Thomas was first on a panel providing the big global picture to open the biennial conference of Food Secure Canada in Montreal.

While greens have been raising the alarm about global warming and peak oil, energy, chemical and packaging companies have been preparing for the next all-purpose industrial fuel to replace oil, gas and coal. Unlike fossil fuels, which come from below ground, the new energy grows above ground with green leaves and green cachet.

Included in this plan are the 50 million hectares of land in southern Africa and other tropical areas purchased by corporations and governments, he says – monocultural plantations of energy-bearing plants like palm trees and jatropha.

But setting agricultural wastes on fire to light up our CFS light bulbs isn’t benign either. Using the leavings from commodity crops – corn stover, rice straw, wheat husks – steals nutrients from the soil, which needs rotting substances as part of its cycle. From an ecosystem point of view, these may not be wastes at all.

Neither are wood chips from sawmills or forest underbrush, scheduled to be fired up for electricity at the old coal plant in Atikokan in the heart of logging country in northwestern Ontario in 2013. (An Ontario Power Generation rep says it’s possible the plant will burn agricultural waste as well to augment biomass from the forest sector.)

It’s a project that does not inspire Thomas. The need for wood chips will whet the voracious appetite for more trees to supply what coal once supplied, he argues in a telephone interview with NOW.

In a decade, he forecasts, the world will be using 20 billion tonnes of wood chips and pellets, creating a $65-billion-a-year industry earning money by selling electricity and collecting carbon credits for their “green” fuel.

Humans already use a quarter of the 230 billion tonnes of biomass produced on the earth each year, he says, leaving the rest for wild animals and all the ecosystem functions that grasses, trees, algae and seaweed perform in terms of storing carbon, pumping out oxygen and the like.

The bio-energy economy means opening up that three-quarters of the world’s biomass for the benefit of one species immersed in one high-consuming lifestyle.

The claim that this switch in fuels is in any way green, renewable or “carbon-neutral” is deceitful, he says. Burning an old plant doesn’t equal a new plant born. It takes one minute to burn a tree that took 80 years to grow and will take 80 years to replace in terms of carbon storage, he stresses. That overstretches the meaning of “renewable” or “carbon neutral,” he argues, especially when 80 years is a long time for a planet on a strict deadline to prevent runaway global warming.

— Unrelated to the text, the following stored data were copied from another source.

use super::database::{existing_ids, like_pattern, sort_column, SqliteDatabase};
use crate::application::gateways::GenreGateway;
use crate::domain::{CategoryId, DomainResult, Entity, Genre, GenreId, Pagination, SearchQuery};
use chrono::{DateTime, Utc};
use rusqlite::{params, Connection, OptionalExtension, Result as SqliteResult, Row};

const SORT_COLUMNS: [(&str, &str); 3] = [
    ("name", "name"),
    ("createdAt", "created_at"),
    ("updatedAt", "updated_at"),
];

/// Raw `genres` row plus its category links
struct GenreRecord {
    id: String,
    name: Option<String>,
    active: bool,
    created_at: DateTime<Utc>,
    updated_at: DateTime<Utc>,
    deleted_at: Option<DateTime<Utc>>,
    categories: Vec<String>,
}

impl GenreRecord {
    const COLUMNS: &'static str = "id, name, active, created_at, updated_at, deleted_at";

    fn from_row(row: &Row) -> SqliteResult<Self> {
        Ok(GenreRecord {
            id: row.get(0)?,
            name: row.get(1)?,
            active: row.get(2)?,
            created_at: row.get(3)?,
            updated_at: row.get(4)?,
            deleted_at: row.get(5)?,
            categories: Vec::new(),
        })
    }

    fn load_categories(mut self, conn: &Connection) -> SqliteResult<Self> {
        let mut stmt = conn.prepare(
            "SELECT category_id FROM genres_categories WHERE genre_id = ?1 ORDER BY position",
        )?;
        self.categories = stmt
            .query_map(params![self.id], |row| row.get(0))?
            .collect::<SqliteResult<Vec<String>>>()?;
        Ok(self)
    }

    fn into_genre(self) -> DomainResult<Genre> {
        Genre::with(
            GenreId::from(self.id),
            self.name,
            self.active,
            self.categories.into_iter().map(CategoryId::from).collect(),
            self.created_at,
            self.updated_at,
            self.deleted_at,
        )
    }
}

/// SQLite-based implementation of the GenreGateway trait
#[derive(Clone)]
pub struct SqliteGenreGateway {
    db: SqliteDatabase,
}

impl SqliteGenreGateway {
    pub fn new(db: SqliteDatabase) -> Self {
        SqliteGenreGateway { db }
    }

    /// Save the genre row and replace its category links in a single transaction
    fn save(&self, genre: &Genre) -> DomainResult<()> {
        self.db.with_connection(|conn| {
            let tx = conn.transaction()?;

            tx.execute(
                "INSERT INTO genres (id, name, active, created_at, updated_at, deleted_at)
                 VALUES (?1, ?2, ?3, ?4, ?5, ?6)
                 ON CONFLICT(id) DO UPDATE SET
                    name = excluded.name,
                    active = excluded.active,
                    updated_at = excluded.updated_at,
                    deleted_at = excluded.deleted_at",
                params![
                    genre.id().as_str(),
                    genre.name(),
                    genre.is_active(),
                    genre.created_at(),
                    genre.updated_at(),
                    genre.deleted_at(),
                ],
            )?;

            tx.execute(
                "DELETE FROM genres_categories WHERE genre_id = ?1",
                params![genre.id().as_str()],
            )?;

            for (position, category_id) in genre.categories().iter().enumerate() {
                tx.execute(
                    "INSERT INTO genres_categories (genre_id, category_id, position)
                     VALUES (?1, ?2, ?3)",
                    params![genre.id().as_str(), category_id.as_str(), position as i64],
                )?;
            }

            tx.commit()
        })
    }
}

impl GenreGateway for SqliteGenreGateway {
    fn create(&mut self, genre: Genre) -> DomainResult<Genre> {
        self.save(&genre)?;
        tracing::debug!(genre_id = %genre.id(), "Inserted genre");
        Ok(genre)
    }

    fn update(&mut self, genre: Genre) -> DomainResult<Genre> {
        self.save(&genre)?;
        Ok(genre)
    }

    fn delete_by_id(&mut self, id: &GenreId) -> DomainResult<()> {
        self.db.with_connection(|conn| {
            conn.execute("DELETE FROM genres WHERE id = ?1", params![id.as_str()])
        })?;
        Ok(())
    }

    fn find_by_id(&self, id: &GenreId) -> DomainResult<Option<Genre>> {
        let record = self.db.with_connection(|conn| {
            conn.query_row(
                &format!("SELECT {} FROM genres WHERE id = ?1", GenreRecord::COLUMNS),
                params![id.as_str()],
                GenreRecord::from_row,
            )
            .optional()?
            .map(|record| record.load_categories(conn))
            .transpose()
        })?;

        record.map(GenreRecord::into_genre).transpose()
    }

    fn find_all(&self, query: &SearchQuery) -> DomainResult<Pagination<Genre>> {
        let pattern = like_pattern(&query.terms);
        let filter = "WHERE ?1 = '%%' OR name LIKE ?1";
        let sql = format!(
            "SELECT {} FROM genres {} ORDER BY {} {}, id ASC LIMIT ?2 OFFSET ?3",
            GenreRecord::COLUMNS,
            filter,
            sort_column(query, &SORT_COLUMNS),
            query.direction.as_sql()
        );

        let (total, records) = self.db.with_connection(|conn| {
            let total: i64 = conn.query_row(
                &format!("SELECT COUNT(*) FROM genres {}", filter),
                params![pattern],
                |row| row.get(0),
            )?;
            let mut stmt = conn.prepare(&sql)?;
            let records = stmt
                .query_map(
                    params![pattern, query.per_page as i64, query.offset() as i64],
                    GenreRecord::from_row,
                )?
                .collect::<SqliteResult<Vec<_>>>()?;
            let records = records
                .into_iter()
                .map(|record| record.load_categories(conn))
                .collect::<SqliteResult<Vec<_>>>()?;
            Ok((total, records))
        })?;

        let items = records
            .into_iter()
            .map(GenreRecord::into_genre)
            .collect::<DomainResult<Vec<_>>>()?;
        Ok(Pagination::new(
            query.page,
            query.per_page,
            total as u64,
            items,
        ))
    }

    fn exists_by_ids(&self, ids: &[GenreId]) -> DomainResult<Vec<GenreId>> {
        let ids: Vec<&str> = ids.iter().map(GenreId::as_str).collect();
        let found = self
            .db
            .with_connection(|conn| existing_ids(conn, "genres", &ids))?;
        Ok(found.into_iter().map(GenreId::from).collect())
    }
}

Trying to see if I can salvage any of my former biomass arguments, I turn to Ontario Green party leader Mike Schreiner. He says the main problem in Ontario isn’t biomass itself but the lack of regulations ensuring this resource is managed on a local scale by family farms and other community-based operations. Cow manure converted to methane and burned for electricity on the farm is renewable and perhaps better than carbon-neutral, he tells NOW, because burning the methane eliminates a gas 22 times more potent than carbon dioxide.

Thomas agrees that “scale is absolutely key, and small scale can be sustainable.” But today’s reality is that large, centralized plants producing huge volumes dominate, while small ones don’t even have a foothold.

Is there a green option for any of these industries? “That’s a good question,” Thomas says.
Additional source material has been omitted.